**** Provided material ****

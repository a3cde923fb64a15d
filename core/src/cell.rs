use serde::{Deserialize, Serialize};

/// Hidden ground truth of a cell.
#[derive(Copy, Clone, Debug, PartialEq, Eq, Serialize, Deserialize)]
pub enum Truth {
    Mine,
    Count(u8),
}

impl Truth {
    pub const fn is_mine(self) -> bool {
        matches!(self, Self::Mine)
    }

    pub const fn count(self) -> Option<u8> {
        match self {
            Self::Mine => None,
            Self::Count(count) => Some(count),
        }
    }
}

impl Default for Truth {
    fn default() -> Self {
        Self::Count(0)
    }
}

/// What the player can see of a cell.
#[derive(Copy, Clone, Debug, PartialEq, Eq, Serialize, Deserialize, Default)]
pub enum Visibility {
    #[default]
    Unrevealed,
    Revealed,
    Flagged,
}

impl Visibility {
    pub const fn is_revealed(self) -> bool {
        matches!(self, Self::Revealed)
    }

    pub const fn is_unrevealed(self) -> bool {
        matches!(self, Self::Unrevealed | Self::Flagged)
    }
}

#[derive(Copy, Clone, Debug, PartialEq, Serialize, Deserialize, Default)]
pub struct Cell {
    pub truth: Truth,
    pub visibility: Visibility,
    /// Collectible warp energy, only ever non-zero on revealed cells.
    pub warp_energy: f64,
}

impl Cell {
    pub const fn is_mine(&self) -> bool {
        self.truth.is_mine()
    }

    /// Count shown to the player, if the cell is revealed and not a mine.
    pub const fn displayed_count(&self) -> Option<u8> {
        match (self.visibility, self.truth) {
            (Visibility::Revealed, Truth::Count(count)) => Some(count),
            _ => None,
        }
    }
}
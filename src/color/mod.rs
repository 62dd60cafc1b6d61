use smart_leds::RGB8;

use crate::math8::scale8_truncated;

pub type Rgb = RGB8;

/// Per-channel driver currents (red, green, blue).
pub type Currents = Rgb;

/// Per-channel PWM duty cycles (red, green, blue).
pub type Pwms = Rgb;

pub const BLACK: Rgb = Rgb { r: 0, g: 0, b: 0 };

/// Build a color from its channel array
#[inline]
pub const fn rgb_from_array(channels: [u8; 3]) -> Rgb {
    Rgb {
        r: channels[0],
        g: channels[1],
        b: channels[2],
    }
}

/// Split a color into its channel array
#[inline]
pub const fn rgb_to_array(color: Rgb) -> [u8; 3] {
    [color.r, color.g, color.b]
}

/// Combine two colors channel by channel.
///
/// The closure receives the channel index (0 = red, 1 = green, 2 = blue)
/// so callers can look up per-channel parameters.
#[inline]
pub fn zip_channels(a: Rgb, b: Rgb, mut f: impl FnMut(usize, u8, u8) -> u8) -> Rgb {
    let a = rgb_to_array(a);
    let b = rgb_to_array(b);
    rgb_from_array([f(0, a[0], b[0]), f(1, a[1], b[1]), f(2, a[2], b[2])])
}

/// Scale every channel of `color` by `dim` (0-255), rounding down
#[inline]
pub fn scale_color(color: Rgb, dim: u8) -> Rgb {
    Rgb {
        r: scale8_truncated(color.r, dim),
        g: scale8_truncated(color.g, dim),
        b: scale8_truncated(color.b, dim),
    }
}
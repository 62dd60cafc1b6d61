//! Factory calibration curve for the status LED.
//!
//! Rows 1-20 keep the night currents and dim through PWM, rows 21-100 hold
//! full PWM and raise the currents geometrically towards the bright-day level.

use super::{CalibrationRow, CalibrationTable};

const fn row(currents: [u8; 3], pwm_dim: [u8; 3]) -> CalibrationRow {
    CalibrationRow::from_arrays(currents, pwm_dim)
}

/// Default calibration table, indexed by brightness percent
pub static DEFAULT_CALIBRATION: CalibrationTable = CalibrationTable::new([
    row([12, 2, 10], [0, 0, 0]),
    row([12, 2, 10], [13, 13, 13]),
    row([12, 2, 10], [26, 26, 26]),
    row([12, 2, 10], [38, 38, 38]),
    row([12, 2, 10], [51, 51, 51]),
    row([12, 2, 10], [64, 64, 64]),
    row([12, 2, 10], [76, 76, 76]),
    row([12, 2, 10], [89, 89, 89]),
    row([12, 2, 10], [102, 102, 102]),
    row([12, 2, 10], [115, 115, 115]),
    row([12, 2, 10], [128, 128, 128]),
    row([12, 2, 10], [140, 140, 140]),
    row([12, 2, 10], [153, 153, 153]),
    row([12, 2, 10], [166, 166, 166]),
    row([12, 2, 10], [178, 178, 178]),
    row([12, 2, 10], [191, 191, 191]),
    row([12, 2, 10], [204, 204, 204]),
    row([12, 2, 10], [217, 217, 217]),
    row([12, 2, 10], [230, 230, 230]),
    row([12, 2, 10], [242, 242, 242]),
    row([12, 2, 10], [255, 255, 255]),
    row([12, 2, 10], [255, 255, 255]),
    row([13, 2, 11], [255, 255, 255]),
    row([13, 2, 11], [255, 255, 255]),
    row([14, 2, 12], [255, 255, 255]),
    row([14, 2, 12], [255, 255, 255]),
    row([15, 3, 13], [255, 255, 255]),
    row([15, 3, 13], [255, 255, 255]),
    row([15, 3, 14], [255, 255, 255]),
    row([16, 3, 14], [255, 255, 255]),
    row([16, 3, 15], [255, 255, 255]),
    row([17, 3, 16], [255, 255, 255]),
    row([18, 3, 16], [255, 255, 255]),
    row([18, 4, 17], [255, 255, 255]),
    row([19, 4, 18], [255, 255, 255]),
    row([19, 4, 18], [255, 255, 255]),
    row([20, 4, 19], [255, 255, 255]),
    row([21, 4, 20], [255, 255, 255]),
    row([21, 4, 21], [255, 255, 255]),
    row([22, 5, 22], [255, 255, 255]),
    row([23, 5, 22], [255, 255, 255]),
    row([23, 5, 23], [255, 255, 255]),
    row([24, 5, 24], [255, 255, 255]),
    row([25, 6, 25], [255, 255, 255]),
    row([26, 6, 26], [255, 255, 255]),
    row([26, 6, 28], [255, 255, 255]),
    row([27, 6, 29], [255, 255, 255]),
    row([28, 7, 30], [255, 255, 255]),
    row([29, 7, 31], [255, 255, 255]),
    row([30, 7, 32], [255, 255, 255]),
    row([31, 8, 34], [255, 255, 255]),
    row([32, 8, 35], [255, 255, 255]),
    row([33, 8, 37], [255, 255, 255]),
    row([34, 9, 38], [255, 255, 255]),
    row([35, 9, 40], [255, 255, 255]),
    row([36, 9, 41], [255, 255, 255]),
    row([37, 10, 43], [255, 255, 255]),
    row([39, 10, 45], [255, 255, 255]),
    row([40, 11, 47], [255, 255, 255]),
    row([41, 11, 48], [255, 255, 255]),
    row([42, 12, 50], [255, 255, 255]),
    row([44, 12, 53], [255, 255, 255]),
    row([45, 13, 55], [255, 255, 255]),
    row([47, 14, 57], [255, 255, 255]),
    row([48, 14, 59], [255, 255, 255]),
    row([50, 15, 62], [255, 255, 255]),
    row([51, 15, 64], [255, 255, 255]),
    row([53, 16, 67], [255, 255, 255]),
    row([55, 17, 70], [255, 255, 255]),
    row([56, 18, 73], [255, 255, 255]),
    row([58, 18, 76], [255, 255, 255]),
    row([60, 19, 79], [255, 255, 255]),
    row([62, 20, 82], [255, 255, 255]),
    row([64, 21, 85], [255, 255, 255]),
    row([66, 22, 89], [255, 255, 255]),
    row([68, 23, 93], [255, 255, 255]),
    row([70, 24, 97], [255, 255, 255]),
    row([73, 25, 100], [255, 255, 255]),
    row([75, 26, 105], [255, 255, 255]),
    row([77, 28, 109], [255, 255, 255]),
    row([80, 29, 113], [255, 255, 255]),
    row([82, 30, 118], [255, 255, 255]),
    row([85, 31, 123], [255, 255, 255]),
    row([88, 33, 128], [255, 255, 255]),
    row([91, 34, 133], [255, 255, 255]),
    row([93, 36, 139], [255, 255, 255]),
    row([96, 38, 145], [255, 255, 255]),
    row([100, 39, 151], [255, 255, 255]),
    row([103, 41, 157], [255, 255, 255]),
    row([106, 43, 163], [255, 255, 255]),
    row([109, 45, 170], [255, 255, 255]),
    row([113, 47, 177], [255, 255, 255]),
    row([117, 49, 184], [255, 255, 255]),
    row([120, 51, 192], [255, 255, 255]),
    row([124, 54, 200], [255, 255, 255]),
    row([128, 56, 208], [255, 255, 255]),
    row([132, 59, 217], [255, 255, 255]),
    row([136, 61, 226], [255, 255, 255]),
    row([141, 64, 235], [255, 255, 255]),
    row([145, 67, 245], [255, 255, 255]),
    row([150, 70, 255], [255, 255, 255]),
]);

****

Return, from the data, each line that has the word "Copy" in it.

▶ _Task solution_:
#[derive(Copy, Clone, Debug, PartialEq, Eq, Serialize, Deserialize)]
#[derive(Copy, Clone, Debug, PartialEq, Eq, Serialize, Deserialize, Default)]
#[derive(Copy, Clone, Debug, PartialEq, Serialize, Deserialize, Default)]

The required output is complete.